▶ _TASK INPUTS_:
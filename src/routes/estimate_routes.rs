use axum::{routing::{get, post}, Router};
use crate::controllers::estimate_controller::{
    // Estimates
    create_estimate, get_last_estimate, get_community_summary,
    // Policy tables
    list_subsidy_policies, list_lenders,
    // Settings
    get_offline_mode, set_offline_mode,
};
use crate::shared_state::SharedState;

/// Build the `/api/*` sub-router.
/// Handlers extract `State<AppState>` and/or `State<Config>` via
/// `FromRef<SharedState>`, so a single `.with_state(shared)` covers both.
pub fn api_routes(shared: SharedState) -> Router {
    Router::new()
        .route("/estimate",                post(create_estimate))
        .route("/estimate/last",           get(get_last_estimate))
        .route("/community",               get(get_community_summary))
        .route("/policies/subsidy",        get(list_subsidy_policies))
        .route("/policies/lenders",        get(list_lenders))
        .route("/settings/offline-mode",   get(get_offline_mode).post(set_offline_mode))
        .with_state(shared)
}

* * *

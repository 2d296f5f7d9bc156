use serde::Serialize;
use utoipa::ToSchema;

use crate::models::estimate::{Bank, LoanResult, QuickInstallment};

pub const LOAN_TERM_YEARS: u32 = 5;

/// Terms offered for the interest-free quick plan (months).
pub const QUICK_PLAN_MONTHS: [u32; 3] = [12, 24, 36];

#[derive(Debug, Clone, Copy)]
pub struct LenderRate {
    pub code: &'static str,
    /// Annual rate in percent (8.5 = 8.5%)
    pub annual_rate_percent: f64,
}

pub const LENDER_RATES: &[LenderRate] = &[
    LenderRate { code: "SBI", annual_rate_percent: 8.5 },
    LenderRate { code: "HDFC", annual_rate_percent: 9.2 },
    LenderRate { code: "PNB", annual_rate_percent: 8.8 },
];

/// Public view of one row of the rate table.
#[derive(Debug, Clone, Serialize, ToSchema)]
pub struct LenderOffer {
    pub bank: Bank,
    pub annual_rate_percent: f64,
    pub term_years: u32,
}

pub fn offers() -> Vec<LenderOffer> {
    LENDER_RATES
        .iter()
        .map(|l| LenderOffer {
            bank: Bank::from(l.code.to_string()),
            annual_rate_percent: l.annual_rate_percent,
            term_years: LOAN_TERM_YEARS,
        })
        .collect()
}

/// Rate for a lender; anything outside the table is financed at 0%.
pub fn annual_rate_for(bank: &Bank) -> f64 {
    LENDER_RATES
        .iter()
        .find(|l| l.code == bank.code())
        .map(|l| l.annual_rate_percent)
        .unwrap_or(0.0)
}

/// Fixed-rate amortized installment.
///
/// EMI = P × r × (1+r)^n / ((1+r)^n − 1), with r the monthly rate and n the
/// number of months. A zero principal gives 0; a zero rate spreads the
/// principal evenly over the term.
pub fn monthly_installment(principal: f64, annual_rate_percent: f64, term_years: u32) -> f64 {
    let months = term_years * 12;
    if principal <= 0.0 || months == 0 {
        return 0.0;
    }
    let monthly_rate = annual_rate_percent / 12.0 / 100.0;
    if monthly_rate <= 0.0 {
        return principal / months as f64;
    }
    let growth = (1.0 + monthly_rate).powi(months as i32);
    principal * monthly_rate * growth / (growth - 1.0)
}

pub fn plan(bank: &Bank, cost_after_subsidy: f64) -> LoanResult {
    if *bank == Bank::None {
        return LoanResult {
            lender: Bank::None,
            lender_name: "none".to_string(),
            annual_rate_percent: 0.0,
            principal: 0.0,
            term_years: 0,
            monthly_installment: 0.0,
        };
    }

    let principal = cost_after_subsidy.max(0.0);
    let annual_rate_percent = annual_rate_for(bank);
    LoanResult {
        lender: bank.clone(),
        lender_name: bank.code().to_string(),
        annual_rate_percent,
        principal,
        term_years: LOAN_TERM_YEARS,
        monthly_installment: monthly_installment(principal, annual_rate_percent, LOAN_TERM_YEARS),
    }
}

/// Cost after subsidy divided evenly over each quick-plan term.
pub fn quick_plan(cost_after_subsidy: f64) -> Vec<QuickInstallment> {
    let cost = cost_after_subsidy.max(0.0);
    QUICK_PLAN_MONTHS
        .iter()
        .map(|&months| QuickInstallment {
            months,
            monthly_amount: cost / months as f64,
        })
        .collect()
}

▶ _WORK REQUEST_: The expected answer is every line above in which the word "code" appears.

▶ _EXERCISE RESPONSE_:
    pub code: &'static str,
    LenderRate { code: "SBI", annual_rate_percent: 8.5 },
    LenderRate { code: "HDFC", annual_rate_percent: 9.2 },
    LenderRate { code: "PNB", annual_rate_percent: 8.8 },
            bank: Bank::from(l.code.to_string()),
        .find(|l| l.code == bank.code())
        lender_name: bank.code().to_string(),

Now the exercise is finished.